Marlins starter Alex Sanabia's day lasted just 72 pitches and four innings because of a sore right groin, and the right-hander said the injury will likely require some time on the disabled list. Sanabia has a history of groin problems dating back to last season, but he didn't feel the injury prior to his start on Sunday. He said his groin affected his pitching during the game, but it didn't start becoming a problem until around the second inning.
That was after Adam Dunn had already launched an opposite-field, two-run home run in the bottom of the first inning. The White Sox added to that in the second, scoring two runs on Alejandro De Aza's two-run double.
Sanabia had trouble keeping the White Sox off the basepaths all day, and Redmond said he noticed something was wrong from the start.
"I think he battled to give us the four innings," Redmond said. "His velocity was down and he just didn't look like himself."
The White Sox had another chance off Sanabia in the third inning, when Dayan Viciedo doubled down the right-field line with Paul Konerko on first.
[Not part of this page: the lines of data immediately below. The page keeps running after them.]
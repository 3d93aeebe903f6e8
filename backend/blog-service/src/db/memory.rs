//! In-memory repository used for local development (`BLOG_STORAGE=memory`) and tests.
//!
//! Mirrors the Postgres schema constraints that matter to the services: unique usernames
//! and slugs, foreign keys on author/group/post, `no_self_user` and `unique_follow`.

use async_trait::async_trait;
use chrono::{DateTime, Utc};
use tokio::sync::RwLock;
use uuid::Uuid;

use super::BlogRepository;
use crate::error::{AppError, Result};
use crate::models::{
    Comment, Follow, Group, NewComment, NewGroup, NewPost, Post, PostChanges, PostFilter, User,
};

#[derive(Debug, Clone)]
struct PostRow {
    id: i64,
    text: String,
    created_at: DateTime<Utc>,
    image: Option<String>,
    author_id: Uuid,
    group_id: Option<i64>,
}

#[derive(Debug, Clone)]
struct CommentRow {
    id: i64,
    post_id: i64,
    author_id: Uuid,
    text: String,
    created_at: DateTime<Utc>,
}

#[derive(Default)]
struct Tables {
    users: Vec<User>,
    groups: Vec<Group>,
    posts: Vec<PostRow>,
    comments: Vec<CommentRow>,
    follows: Vec<Follow>,
    next_group_id: i64,
    next_post_id: i64,
    next_comment_id: i64,
    next_follow_id: i64,
}

fn next_id(counter: &mut i64) -> i64 {
    *counter += 1;
    *counter
}

impl Tables {
    fn user(&self, user_id: Uuid) -> Option<&User> {
        self.users.iter().find(|u| u.id == user_id)
    }

    fn group(&self, group_id: i64) -> Option<&Group> {
        self.groups.iter().find(|g| g.id == group_id)
    }

    fn check_group_reference(&self, group_id: Option<i64>) -> Result<()> {
        match group_id {
            Some(id) if self.group(id).is_none() => Err(AppError::Database(format!(
                "foreign key violation: group {} does not exist",
                id
            ))),
            _ => Ok(()),
        }
    }

    fn hydrate_post(&self, row: &PostRow) -> Result<Post> {
        let author = self.user(row.author_id).ok_or_else(|| {
            AppError::Database(format!("post {} references a missing author", row.id))
        })?;
        let group = row.group_id.and_then(|id| self.group(id));

        Ok(Post {
            id: row.id,
            text: row.text.clone(),
            created_at: row.created_at,
            image: row.image.clone(),
            author_id: row.author_id,
            author_username: author.username.clone(),
            group_id: row.group_id,
            group_slug: group.map(|g| g.slug.clone()),
            group_title: group.map(|g| g.title.clone()),
        })
    }

    fn hydrate_comment(&self, row: &CommentRow) -> Result<Comment> {
        let author = self.user(row.author_id).ok_or_else(|| {
            AppError::Database(format!("comment {} references a missing author", row.id))
        })?;

        Ok(Comment {
            id: row.id,
            post_id: row.post_id,
            author_id: row.author_id,
            author_username: author.username.clone(),
            text: row.text.clone(),
            created_at: row.created_at,
        })
    }

    fn matches(&self, row: &PostRow, filter: PostFilter) -> bool {
        match filter {
            PostFilter::All => true,
            PostFilter::Group(group_id) => row.group_id == Some(group_id),
            PostFilter::Author(author_id) => row.author_id == author_id,
            PostFilter::FollowedBy(user_id) => self
                .follows
                .iter()
                .any(|f| f.user_id == user_id && f.author_id == row.author_id),
        }
    }
}

#[derive(Default)]
pub struct InMemoryBlogRepository {
    tables: RwLock<Tables>,
}

impl InMemoryBlogRepository {
    pub fn new() -> Self {
        Self::default()
    }
}

#[async_trait]
impl BlogRepository for InMemoryBlogRepository {
    async fn find_user_by_username(&self, username: &str) -> Result<Option<User>> {
        let tables = self.tables.read().await;
        Ok(tables.users.iter().find(|u| u.username == username).cloned())
    }

    async fn create_user(&self, username: &str) -> Result<User> {
        let mut tables = self.tables.write().await;
        if tables.users.iter().any(|u| u.username == username) {
            return Err(AppError::Database(format!(
                "unique violation: username '{}' already exists",
                username
            )));
        }

        let user = User {
            id: Uuid::new_v4(),
            username: username.to_string(),
            created_at: Utc::now(),
        };
        tables.users.push(user.clone());
        Ok(user)
    }

    async fn find_group_by_slug(&self, slug: &str) -> Result<Option<Group>> {
        let tables = self.tables.read().await;
        Ok(tables.groups.iter().find(|g| g.slug == slug).cloned())
    }

    async fn find_group_by_id(&self, group_id: i64) -> Result<Option<Group>> {
        let tables = self.tables.read().await;
        Ok(tables.group(group_id).cloned())
    }

    async fn list_groups(&self) -> Result<Vec<Group>> {
        let tables = self.tables.read().await;
        let mut groups = tables.groups.clone();
        groups.sort_by(|a, b| a.title.cmp(&b.title).then(a.id.cmp(&b.id)));
        Ok(groups)
    }

    async fn create_group(&self, group: NewGroup) -> Result<Group> {
        let mut tables = self.tables.write().await;
        if tables.groups.iter().any(|g| g.slug == group.slug) {
            return Err(AppError::Database(format!(
                "unique violation: group slug '{}' already exists",
                group.slug
            )));
        }

        let group = Group {
            id: next_id(&mut tables.next_group_id),
            title: group.title,
            slug: group.slug,
            description: group.description,
        };
        tables.groups.push(group.clone());
        Ok(group)
    }

    async fn create_post(&self, post: NewPost) -> Result<Post> {
        let mut tables = self.tables.write().await;
        if tables.user(post.author_id).is_none() {
            return Err(AppError::Database(format!(
                "foreign key violation: author {} does not exist",
                post.author_id
            )));
        }
        tables.check_group_reference(post.group_id)?;

        let row = PostRow {
            id: next_id(&mut tables.next_post_id),
            text: post.text,
            created_at: Utc::now(),
            image: post.image,
            author_id: post.author_id,
            group_id: post.group_id,
        };
        tables.posts.push(row.clone());
        tables.hydrate_post(&row)
    }

    async fn find_post(&self, post_id: i64) -> Result<Option<Post>> {
        let tables = self.tables.read().await;
        tables
            .posts
            .iter()
            .find(|p| p.id == post_id)
            .map(|row| tables.hydrate_post(row))
            .transpose()
    }

    async fn update_post(&self, post_id: i64, changes: PostChanges) -> Result<Option<Post>> {
        let mut tables = self.tables.write().await;
        tables.check_group_reference(changes.group_id)?;

        let Some(row) = tables.posts.iter_mut().find(|p| p.id == post_id) else {
            return Ok(None);
        };
        row.text = changes.text;
        row.group_id = changes.group_id;
        row.image = changes.image;
        let row = row.clone();

        tables.hydrate_post(&row).map(Some)
    }

    async fn count_posts(&self, filter: PostFilter) -> Result<i64> {
        let tables = self.tables.read().await;
        let count = tables
            .posts
            .iter()
            .filter(|row| tables.matches(row, filter))
            .count();
        Ok(count as i64)
    }

    async fn list_posts(&self, filter: PostFilter, limit: i64, offset: i64) -> Result<Vec<Post>> {
        let tables = self.tables.read().await;
        let mut rows: Vec<&PostRow> = tables
            .posts
            .iter()
            .filter(|row| tables.matches(row, filter))
            .collect();
        rows.sort_by(|a, b| b.created_at.cmp(&a.created_at).then(b.id.cmp(&a.id)));

        rows.into_iter()
            .skip(offset.max(0) as usize)
            .take(limit.max(0) as usize)
            .map(|row| tables.hydrate_post(row))
            .collect()
    }

    async fn create_comment(&self, comment: NewComment) -> Result<Comment> {
        let mut tables = self.tables.write().await;
        if !tables.posts.iter().any(|p| p.id == comment.post_id) {
            return Err(AppError::Database(format!(
                "foreign key violation: post {} does not exist",
                comment.post_id
            )));
        }
        if tables.user(comment.author_id).is_none() {
            return Err(AppError::Database(format!(
                "foreign key violation: author {} does not exist",
                comment.author_id
            )));
        }

        let row = CommentRow {
            id: next_id(&mut tables.next_comment_id),
            post_id: comment.post_id,
            author_id: comment.author_id,
            text: comment.text,
            created_at: Utc::now(),
        };
        tables.comments.push(row.clone());
        tables.hydrate_comment(&row)
    }

    async fn list_comments(&self, post_id: i64) -> Result<Vec<Comment>> {
        let tables = self.tables.read().await;
        tables
            .comments
            .iter()
            .filter(|c| c.post_id == post_id)
            .map(|row| tables.hydrate_comment(row))
            .collect()
    }

    async fn is_following(&self, user_id: Uuid, author_id: Uuid) -> Result<bool> {
        let tables = self.tables.read().await;
        Ok(tables
            .follows
            .iter()
            .any(|f| f.user_id == user_id && f.author_id == author_id))
    }

    async fn create_follow(&self, user_id: Uuid, author_id: Uuid) -> Result<bool> {
        if user_id == author_id {
            return Err(AppError::Database(
                "check violation: no_self_user".to_string(),
            ));
        }

        let mut tables = self.tables.write().await;
        if tables
            .follows
            .iter()
            .any(|f| f.user_id == user_id && f.author_id == author_id)
        {
            return Ok(false);
        }

        let follow = Follow {
            id: next_id(&mut tables.next_follow_id),
            user_id,
            author_id,
            created_at: Utc::now(),
        };
        tables.follows.push(follow);
        Ok(true)
    }

    async fn delete_follow(&self, user_id: Uuid, author_id: Uuid) -> Result<bool> {
        let mut tables = self.tables.write().await;
        let before = tables.follows.len();
        tables
            .follows
            .retain(|f| !(f.user_id == user_id && f.author_id == author_id));
        Ok(tables.follows.len() < before)
    }
}

#[cfg(test)]
mod tests {
    use super::*;

    fn new_post(author_id: Uuid, text: &str, group_id: Option<i64>) -> NewPost {
        NewPost {
            author_id,
            text: text.to_string(),
            group_id,
            image: None,
        }
    }

    #[tokio::test]
    async fn posts_are_listed_newest_first_with_id_tiebreak() {
        let repo = InMemoryBlogRepository::new();
        let author = repo.create_user("author").await.unwrap();
        for i in 0..3 {
            repo.create_post(new_post(author.id, &format!("post {}", i), None))
                .await
                .unwrap();
        }

        let posts = repo.list_posts(PostFilter::All, 10, 0).await.unwrap();
        let texts: Vec<&str> = posts.iter().map(|p| p.text.as_str()).collect();
        assert_eq!(texts, vec!["post 2", "post 1", "post 0"]);
        assert!(posts.iter().all(|p| p.author_username == "author"));
    }

    #[tokio::test]
    async fn follow_constraints_match_the_schema() {
        let repo = InMemoryBlogRepository::new();
        let a = repo.create_user("a").await.unwrap();
        let b = repo.create_user("b").await.unwrap();

        assert!(repo.create_follow(a.id, a.id).await.is_err());
        assert!(repo.create_follow(a.id, b.id).await.unwrap());
        assert!(!repo.create_follow(a.id, b.id).await.unwrap());
        assert!(repo.delete_follow(a.id, b.id).await.unwrap());
        assert!(!repo.delete_follow(a.id, b.id).await.unwrap());
    }

    #[tokio::test]
    async fn followed_by_filter_only_returns_followed_authors() {
        let repo = InMemoryBlogRepository::new();
        let reader = repo.create_user("reader").await.unwrap();
        let followed = repo.create_user("followed").await.unwrap();
        let other = repo.create_user("other").await.unwrap();
        repo.create_post(new_post(followed.id, "visible", None)).await.unwrap();
        repo.create_post(new_post(other.id, "hidden", None)).await.unwrap();
        repo.create_follow(reader.id, followed.id).await.unwrap();

        let filter = PostFilter::FollowedBy(reader.id);
        assert_eq!(repo.count_posts(filter).await.unwrap(), 1);
        let posts = repo.list_posts(filter, 10, 0).await.unwrap();
        assert_eq!(posts[0].text, "visible");
    }

    #[tokio::test]
    async fn unknown_group_reference_is_rejected() {
        let repo = InMemoryBlogRepository::new();
        let author = repo.create_user("author").await.unwrap();
        let err = repo
            .create_post(new_post(author.id, "text", Some(42)))
            .await
            .unwrap_err();
        assert!(matches!(err, AppError::Database(_)));
    }
}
Second baseman Derek Dietrich, praised by Redmond for his strong arm, gunned down Konerko at the plate on the relay, on what was a head-scratching send by Chicago third-base coach Joe McEwing.
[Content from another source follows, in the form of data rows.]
/// Post handlers - create and edit forms
///
/// GET renders the form, POST validates and either redirects or re-renders the form with
/// field errors (200). Both views require a session; edit additionally requires authorship.
use actix_web::{web, HttpResponse};
use serde_json::{json, Value};

use super::redirect;
use crate::error::{AppError, FieldErrors, Result};
use crate::middleware::{require_auth, Viewer};
use crate::models::{Post, PostForm};
use crate::render::POST_FORM_TEMPLATE;
use crate::AppState;

const CREATE_PATH: &str = "/create/";

fn edit_path(post_id: i64) -> String {
    format!("/posts/{}/edit/", post_id)
}

fn form_from_post(post: &Post) -> PostForm {
    PostForm {
        text: post.text.clone(),
        group: post.group_id.map(|id| id.to_string()).unwrap_or_default(),
        image: post.image.clone().unwrap_or_default(),
    }
}

/// Context for `posts/create_post.html`: submitted values, errors and the group choices.
async fn form_context(
    state: &AppState,
    form: &PostForm,
    errors: &FieldErrors,
    editing: Option<i64>,
) -> Result<Value> {
    let groups = state.repo.list_groups().await?;

    let mut context = json!({
        "form": {
            "fields": form,
            "errors": errors,
            "labels": {
                "text": "Post text",
                "group": "Group",
                "image": "Image",
            },
            "help_texts": {
                "text": "Enter the post text",
                "group": "Group the post will belong to",
            },
        },
        "groups": groups,
        "is_edit": editing.is_some(),
    });
    if let Some(post_id) = editing {
        context["post_id"] = json!(post_id);
    }
    Ok(context)
}

async fn render_form(
    state: &AppState,
    form: &PostForm,
    errors: &FieldErrors,
    editing: Option<i64>,
) -> Result<HttpResponse> {
    let context = form_context(state, form, errors, editing).await?;
    state.render(POST_FORM_TEMPLATE, &context)
}

pub async fn post_create_form(
    state: web::Data<AppState>,
    viewer: Viewer,
) -> Result<HttpResponse> {
    require_auth(viewer.user(), &state.login_url, CREATE_PATH)?;
    render_form(&state, &PostForm::default(), &FieldErrors::new(), None).await
}

pub async fn post_create(
    state: web::Data<AppState>,
    viewer: Viewer,
    form: web::Form<PostForm>,
) -> Result<HttpResponse> {
    let author = require_auth(viewer.user(), &state.login_url, CREATE_PATH)?;
    let form = form.into_inner();

    let draft = match form.clone().into_draft() {
        Ok(draft) => draft,
        Err(errors) => return render_form(&state, &form, &errors, None).await,
    };

    match state.posts().create_post(author, draft).await {
        Ok(created) => Ok(redirect(&created.redirect.location())),
        Err(AppError::Validation(errors)) => render_form(&state, &form, &errors, None).await,
        Err(e) => Err(e),
    }
}

pub async fn post_edit_form(
    state: web::Data<AppState>,
    viewer: Viewer,
    post_id: web::Path<i64>,
) -> Result<HttpResponse> {
    let post_id = post_id.into_inner();
    let acting_user = require_auth(viewer.user(), &state.login_url, &edit_path(post_id))?;

    let post = state.posts().load_editable(acting_user, post_id).await?;
    render_form(&state, &form_from_post(&post), &FieldErrors::new(), Some(post.id)).await
}

pub async fn post_edit(
    state: web::Data<AppState>,
    viewer: Viewer,
    post_id: web::Path<i64>,
    form: web::Form<PostForm>,
) -> Result<HttpResponse> {
    let post_id = post_id.into_inner();
    let acting_user = require_auth(viewer.user(), &state.login_url, &edit_path(post_id))?;
    let form = form.into_inner();
    let service = state.posts();

    let draft = match form.clone().into_draft() {
        Ok(draft) => draft,
        Err(errors) => {
            // Authorship is checked before any errors are shown
            service.load_editable(acting_user, post_id).await?;
            return render_form(&state, &form, &errors, Some(post_id)).await;
        }
    };

    match service.edit_post(acting_user, post_id, draft).await {
        Ok(edited) => Ok(redirect(&edited.redirect.location())),
        Err(AppError::Validation(errors)) => {
            render_form(&state, &form, &errors, Some(post_id)).await
        }
        Err(e) => Err(e),
    }
}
But in the end, it was the Marlins who were on the more frustrating end of the close plays around home plate. Ozuna's play was the focus of Redmond's postgame disgruntlement, but Chris Coghlan was also thrown out heading home in the second as a part of the Marlins' two-run inning.
Ruggiano and third baseman Nick Green provided some clutch hits in the inning, and Juan Pierre followed suit in the third by stealing second, advancing to third on a sacrifice fly and scoring on Ozuna's groundout to third.
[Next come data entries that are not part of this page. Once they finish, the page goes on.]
use actix_web::{web, HttpResponse};

use super::redirect;
use crate::error::{AppError, Result};
use crate::middleware::{require_auth, Viewer};
use crate::models::CommentForm;
use crate::services::RedirectTarget;
use crate::AppState;

/// Add a comment and return to the post. Blank comments are dropped without an error page.
pub async fn add_comment(
    state: web::Data<AppState>,
    viewer: Viewer,
    post_id: web::Path<i64>,
    form: web::Form<CommentForm>,
) -> Result<HttpResponse> {
    let post_id = post_id.into_inner();
    let acting_user = require_auth(
        viewer.user(),
        &state.login_url,
        &format!("/posts/{}/comment/", post_id),
    )?;

    match state
        .comments()
        .add_comment(acting_user, post_id, form.into_inner())
        .await
    {
        Ok(created) => Ok(redirect(&created.redirect.location())),
        Err(AppError::Validation(errors)) => {
            tracing::debug!(post_id, %errors, "Rejected empty comment");
            Ok(redirect(&RedirectTarget::PostDetail(post_id).location()))
        }
        Err(e) => Err(e),
    }
}
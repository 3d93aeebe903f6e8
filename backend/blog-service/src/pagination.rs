//! Page-number pagination shared by every feed.
//!
//! Out-of-range requests are clamped to the nearest valid page instead of failing: a
//! missing or non-numeric `?page=` is page 1, anything below 1 is page 1 and anything past
//! the end is the last page. An empty feed still has one (empty) page.

use serde::Serialize;

/// Posts per page on every feed.
pub const PAGE_SIZE: i64 = 10;

/// Parse the raw `?page=` query value.
pub fn parse_page_number(raw: Option<&str>) -> i64 {
    raw.and_then(|value| value.trim().parse::<i64>().ok())
        .unwrap_or(1)
}

#[derive(Debug, Clone, Copy, PartialEq, Eq)]
pub struct Paginator {
    per_page: i64,
    total_count: i64,
}

impl Paginator {
    pub fn new(total_count: i64) -> Self {
        Self::with_page_size(total_count, PAGE_SIZE)
    }

    pub fn with_page_size(total_count: i64, per_page: i64) -> Self {
        Self {
            per_page: per_page.max(1),
            total_count: total_count.max(0),
        }
    }

    pub fn num_pages(&self) -> i64 {
        if self.total_count == 0 {
            1
        } else {
            (self.total_count + self.per_page - 1) / self.per_page
        }
    }

    pub fn clamp(&self, requested: i64) -> i64 {
        requested.clamp(1, self.num_pages())
    }

    pub fn per_page(&self) -> i64 {
        self.per_page
    }

    /// Row offset of an already clamped page number.
    pub fn offset(&self, number: i64) -> i64 {
        (number - 1) * self.per_page
    }

    pub fn page<T>(&self, number: i64, items: Vec<T>) -> Page<T> {
        let num_pages = self.num_pages();
        Page {
            items,
            number,
            num_pages,
            total_count: self.total_count,
            has_next: number < num_pages,
            has_previous: number > 1,
        }
    }
}

/// A bounded slice of a feed plus pagination metadata.
#[derive(Debug, Clone, PartialEq, Eq, Serialize)]
pub struct Page<T> {
    pub items: Vec<T>,
    pub number: i64,
    pub num_pages: i64,
    pub total_count: i64,
    pub has_next: bool,
    pub has_previous: bool,
}

impl<T> Page<T> {
    pub fn len(&self) -> usize {
        self.items.len()
    }

    pub fn is_empty(&self) -> bool {
        self.items.is_empty()
    }
}

#[cfg(test)]
mod tests {
    use super::*;

    #[test]
    fn thirteen_items_make_two_pages() {
        let paginator = Paginator::new(13);
        assert_eq!(paginator.num_pages(), 2);
        assert_eq!(paginator.offset(2), 10);

        let page = paginator.page(2, vec![(); 3]);
        assert_eq!(page.len(), 3);
        assert!(page.has_previous);
        assert!(!page.has_next);
    }

    #[test]
    fn empty_feed_has_a_single_page() {
        let paginator = Paginator::new(0);
        assert_eq!(paginator.num_pages(), 1);
        assert_eq!(paginator.clamp(5), 1);
    }

    #[test]
    fn out_of_range_numbers_clamp_to_nearest_page() {
        let paginator = Paginator::new(25);
        assert_eq!(paginator.clamp(0), 1);
        assert_eq!(paginator.clamp(-3), 1);
        assert_eq!(paginator.clamp(99), 3);
        assert_eq!(paginator.clamp(2), 2);
    }

    #[test]
    fn page_parameter_parsing() {
        assert_eq!(parse_page_number(None), 1);
        assert_eq!(parse_page_number(Some("abc")), 1);
        assert_eq!(parse_page_number(Some(" 3 ")), 3);
        assert_eq!(parse_page_number(Some("-2")), -2);
    }
}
Redmond simply had no excuse for his struggling offense after Friday and Saturday night's losses, but the Marlins finished 3-for-9 with runners in scoring position on Sunday. He complimented his pitching staff for keeping the Marlins in games after the series' first two contests, explaning that his starters almost needed to pitch perfectly with the offense struggling. He didn't get that perfection from Sanabia on Sunday.
"I was pretty much going out there and trying to have the bullpen not take too big a hit early on," Sanabia said. "I battled through it. I did what I had to do, what I thought was right."
Marlins reliever Wade LeBlanc entered the game and threw three scoreless innings in relief before Steve Cishek allowed the Chicago's insurance run on an eigth-inning single by Rios that plated De Aza. Once again, Miami's offense went cold late in the game and couldn't muster another run off White Sox starter Dylan Axelrod.
Chicago's right-hander said he didn't have his best stuff on Sunday, throwing 5 1/3 innings and surrendering all three of the Marlins' runs.
"I was erratic in those middle innings," Axelrod said. "Self-inflicted third inning when I gave up that run with the walks. But you know, we pulled it out -- so I can't be mad about it. Just get ready for the next one now."
It proved to be enough against a banged up Sanabia and a struggling Marlins lineup. Axelrod also combined with the White Sox bullpen to quell Dietrich, Miami's most potent offensive threat during the first two games of the series. Dietrich had reached base in 14-straight games to start his Major League career, but the streak ended on Sunday.
The Marlins are already dealing with injuries to several key players. Sanabia's groin injury opens up another opportunity for Redmond to fill, much like injuries to outfielders Giancarlo Stanton and Logan Morrison opened a door for the 22-year-old Ozuna.
The Marlins leave Chicago banged up and frustrated after getting swept for the fifth time this season, and Ozuna will leave with a teaching moment from his manager after his play on Sunday.
"I slid away because I didn't want a collision [that got Gimenez] hurt or myself," Ozuna said.
Redmond said he'll let Ozuna know that's not how his old veteran ballclubs used to do it.